Die griechischen Behörden machen ernst: Wie angekündigt haben sie damit begonnen, das Flüchtlingslager in Idomeni an der Grenze zu Mazedonien zu räumen. Die Grenzen bleiben nach wie vor dicht.

Idomeni. 8400 Flüchtlinge harren dort noch aus und warten. Erst darauf, dass sie weiter dürfen Richtung Norden. Und seitdem klar ist, dass das nichts wird, darauf, wie es weitergeht. Das ist seit spätestens heute Morgen klar. Idomeni wird geräumt.

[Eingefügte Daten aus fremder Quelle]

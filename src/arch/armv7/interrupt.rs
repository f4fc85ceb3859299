//! ARMv7 IRQ masking through the `CPSR.I` bit

use core::arch::asm;

const CPSR_I: u32 = 1 << 7;

/// Returns true if IRQs are currently unmasked.
#[inline(always)]
pub fn enabled() -> bool {
    let cpsr: u32;
    unsafe {
        asm!("mrs {}, cpsr", out(reg) cpsr, options(nomem, nostack, preserves_flags));
    }
    cpsr & CPSR_I == 0
}

/// Mask IRQs.
///
/// # Safety
///
/// The caller is responsible for unmasking them again.
#[inline(always)]
pub unsafe fn disable() {
    unsafe {
        asm!("cpsid i", options(nostack, preserves_flags));
    }
}

/// Unmask IRQs.
///
/// # Safety
///
/// A pending interrupt may be taken immediately.
#[inline(always)]
pub unsafe fn enable() {
    unsafe {
        asm!("cpsie i", options(nostack, preserves_flags));
    }
}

Zugang zum Lager versperrt

Seit kurz vor sechs am Dienstag (24.05.) ist die Polizei im Einsatz. Mit sanftem Druck, wie ein Polizeisprecher sagt. Was das heißt:.Es soll keine Gewalt angewendet werden - überprüfen lässt sich das nicht, sagt DRadio-Wissen-Korrespondent Wolfgang Landmesser vor Ort, weil der Zugang zum Lager versperrt ist.

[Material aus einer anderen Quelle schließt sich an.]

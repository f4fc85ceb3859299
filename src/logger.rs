//! In-memory sink for the `log` facade.
//!
//! Every record becomes one `[LEVEL] target: message` line in a fixed-size
//! ring buffer. When the buffer is full the oldest bytes are dropped.

use core::fmt::{self, Write};

use log::{LevelFilter, Metadata, Record};
use spin::{Mutex, MutexGuard, Once};

use crate::config::{LOG_BUFFER_SIZE, LOG_LEVEL};
use crate::sync::IrqGuard;

const _: () = assert!(LOG_BUFFER_SIZE > 0);

/// The global log buffer. Only ever locked with IRQs masked.
static LOG: Mutex<Log> = Mutex::new(Log::new());

static LOGGER: KernelLogger = KernelLogger;
static INIT: Once = Once::new();

/// Installs the logger and applies the configured level. Later calls do
/// nothing.
pub fn init() {
    INIT.call_once(|| {
        if log::set_logger(&LOGGER).is_ok() {
            log::set_max_level(LOG_LEVEL);
        }
    });
}

/// Level the sink was configured with.
pub fn level() -> LevelFilter {
    LOG_LEVEL
}

/// Copies the buffered log, oldest byte first, into `buf`. Returns the number
/// of bytes copied.
pub fn read(buf: &mut [u8]) -> usize {
    let _guard = IrqGuard::new();
    LOG.lock().copy_to(buf)
}

/// A circular buffer of log bytes.
pub struct Log<const SIZE: usize = LOG_BUFFER_SIZE> {
    data: [u8; SIZE],
    /// Index of the oldest byte.
    head: usize,
    len: usize,
}

impl<const SIZE: usize> Log<SIZE> {
    pub const fn new() -> Self {
        Log {
            data: [0; SIZE],
            head: 0,
            len: 0,
        }
    }

    pub fn len(&self) -> usize {
        self.len
    }

    pub fn is_empty(&self) -> bool {
        self.len == 0
    }

    /// Reads the log buffer as a pair of slices, oldest first.
    pub fn read(&self) -> (&[u8], &[u8]) {
        let end = self.head + self.len;
        if end <= SIZE {
            (&self.data[self.head..end], &[])
        } else {
            (&self.data[self.head..], &self.data[..end - SIZE])
        }
    }

    /// Writes to the log buffer.
    pub fn write(&mut self, buf: &[u8]) {
        for &b in buf {
            if self.len == SIZE {
                self.head = (self.head + 1) % SIZE;
                self.len -= 1;
            }
            self.data[(self.head + self.len) % SIZE] = b;
            self.len += 1;
        }
    }

    fn copy_to(&self, buf: &mut [u8]) -> usize {
        let (first, second) = self.read();
        let mut copied = 0;
        for part in [first, second] {
            let count = part.len().min(buf.len() - copied);
            buf[copied..copied + count].copy_from_slice(&part[..count]);
            copied += count;
        }
        copied
    }
}

impl<const SIZE: usize> fmt::Debug for Log<SIZE> {
    fn fmt(&self, f: &mut fmt::Formatter<'_>) -> fmt::Result {
        f.debug_struct("Log")
            .field("len", &self.len)
            .field("capacity", &SIZE)
            .finish()
    }
}

/// A log writer holding the buffer lock.
struct Writer<'a> {
    log: MutexGuard<'a, Log>,
}

impl Write for Writer<'_> {
    fn write_str(&mut self, s: &str) -> fmt::Result {
        self.log.write(s.as_bytes());
        Ok(())
    }
}

struct KernelLogger;

impl log::Log for KernelLogger {
    fn enabled(&self, metadata: &Metadata<'_>) -> bool {
        metadata.level() <= log::max_level()
    }

    fn log(&self, record: &Record<'_>) {
        if !self.enabled(record.metadata()) {
            return;
        }

        // IRQs stay masked while the lock is held, so the tick handler can
        // log without finding it taken.
        let _guard = IrqGuard::new();
        let mut writer = Writer { log: LOG.lock() };
        let _ = writeln!(
            writer,
            "[{}] {}: {}",
            record.level(),
            record.target(),
            record.args()
        );
    }

    fn flush(&self) {}
}
//! Interface to the interrupt controller.
//!
//! Routing IRQ lines to handlers belongs to the kernel; the tick layer only
//! asks for its line to be connected.

/// Interrupt lines of the system timer on the BCM283x controller.
#[derive(Clone, Copy, Debug, PartialEq, Eq, Hash)]
#[repr(u32)]
pub enum Interrupt {
    Timer0 = 0,
    Timer1 = 1,
    Timer2 = 2,
    Timer3 = 3,
}

impl Interrupt {
    /// Line number on the interrupt controller.
    pub const fn irq(self) -> u32 {
        self as u32
    }
}

/// Something that services an interrupt line.
///
/// Called from IRQ context with IRQs masked.
pub trait InterruptHandler: Sync {
    fn handle_interrupt(&self);
}

/// The kernel's interrupt controller, as seen from a driver.
pub trait InterruptController {
    /// Route `irq` to `handler` and unmask the line.
    fn connect(&mut self, irq: Interrupt, handler: &'static dyn InterruptHandler);
}
impl<const N: usize> fmt::Debug for KernelTimer<N> {
    fn fmt(&self, f: &mut fmt::Formatter<'_>) -> fmt::Result {
        f.debug_struct("KernelTimer")
            .field("handler", &(self.handler as *const ()))
            .field("elapses_at", &self.elapses_at)
            .field("param", &format_args!("{:#x}", self.param))
            .field("context", &format_args!("{:#x}", self.context))
            .finish()
    }
}

/// The slot array. A slot is free iff it holds `None`.
#[derive(Debug)]
pub struct KernelTimerTable<const N: usize> {
    slots: [Option<KernelTimer<N>>; N],
}

impl<const N: usize> KernelTimerTable<N> {
    pub const fn new() -> Self {
        Self {
            slots: [const { None }; N],
        }
    }

    /// Put `timer` in the first free slot.
    pub fn allocate(&mut self, timer: KernelTimer<N>) -> Option<KernelTimerHandle> {
        let index = self.slots.iter().position(Option::is_none)?;
        self.slots[index] = Some(timer);
        Some(KernelTimerHandle::from_index(index))
    }

    /// Empty the slot of `handle`, armed or not.
    ///
    /// # Panics
    ///
    /// Panics if `handle` is beyond the table.
    #[track_caller]
    pub fn clear(&mut self, handle: KernelTimerHandle) {
        assert!(
            handle.index() < N,
            "kernel timer handle {} out of range 1..={}",
            handle,
            N
        );
        self.slots[handle.index()] = None;
    }

    /// Empty slot `index` and return its timer if it is due at `now`.
    pub fn take_elapsed(&mut self, index: usize, now: u32) -> Option<KernelTimer<N>> {
        let slot = &mut self.slots[index];
        if slot.as_ref().is_some_and(|timer| timer.elapsed(now)) {
            slot.take()
        } else {
            None
        }
    }

    pub fn get(&self, handle: KernelTimerHandle) -> Option<&KernelTimer<N>> {
        self.slots.get(handle.index())?.as_ref()
    }

    /// Number of armed slots.
    pub fn armed(&self) -> usize {
        self.slots.iter().filter(|slot| slot.is_some()).count()
    }

    pub const fn capacity(&self) -> usize {
        N
    }
}

/// The timer table as shared between foreground code and the tick interrupt.
#[derive(Debug)]
pub struct KernelTimers<const N: usize> {
    table: IrqMutex<KernelTimerTable<N>>,
}
//! # BCM2835 System Timer Driver
//!
//! A 64-bit counter running at 1 MHz with four 32-bit compare registers.
//! Channels 0 and 2 belong to the VideoCore firmware.

use core::ptr;

use super::{Channel, Status, SystemTimer};
use crate::config;

const CS: usize = 0x00;
const CLO: usize = 0x04;
const CHI: usize = 0x08;
const C0: usize = 0x0C;

pub struct Bcm2835SystemTimer {
    base: usize,
}

impl Bcm2835SystemTimer {
    /// # Safety
    ///
    /// `base` must map the system timer register block, and nobody else may
    /// program the compare channel used by the tick layer.
    pub const unsafe fn new(base: usize) -> Self {
        Self { base }
    }

    /// The block at the address configured in `config.toml`.
    ///
    /// # Safety
    ///
    /// Same as [`Bcm2835SystemTimer::new`].
    pub const unsafe fn configured() -> Self {
        unsafe { Self::new(config::SYSTIMER_BASE) }
    }

    fn read(&self, offset: usize) -> u32 {
        unsafe { ptr::read_volatile((self.base + offset) as *const u32) }
    }

    fn write(&self, offset: usize, value: u32) {
        unsafe { ptr::write_volatile((self.base + offset) as *mut u32, value) }
    }

    /// Full 64-bit counter.
    pub fn counter64(&self) -> u64 {
        // Re-read if the high word moved underneath us
        loop {
            let hi1 = self.read(CHI);
            let lo = self.read(CLO);
            let hi2 = self.read(CHI);

            if hi1 == hi2 {
                return ((hi1 as u64) << 32) | (lo as u64);
            }
        }
    }

    /// Current value of a compare register.
    pub fn compare(&self, channel: Channel) -> u32 {
        self.read(C0 + channel.index() * 4)
    }
}

impl SystemTimer for Bcm2835SystemTimer {
    fn counter(&self) -> u32 {
        self.read(CLO)
    }

    fn set_compare(&self, channel: Channel, value: u32) {
        self.write(C0 + channel.index() * 4, value);
    }

    fn status(&self) -> Status {
        Status::from_bits_truncate(self.read(CS))
    }

    fn acknowledge(&self, matched: Status) {
        self.write(CS, matched.bits());
    }
}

In der neuen Bleibe sollen die Zustände besser als in Idomeni sein, wo besonders Kinder unter den katastrophalen Zuständen leiden mussten. Aber auch in der neuen Unterkunft heißt es für die Flüchtlinge: Warten und Asyl beantragen. Die Grenzen bleiben dicht, seit die Balkanroute geschlossen ist. Weil es wenig Beamte gibt, wird die Bearbeitung der Asylanträge lange dauern.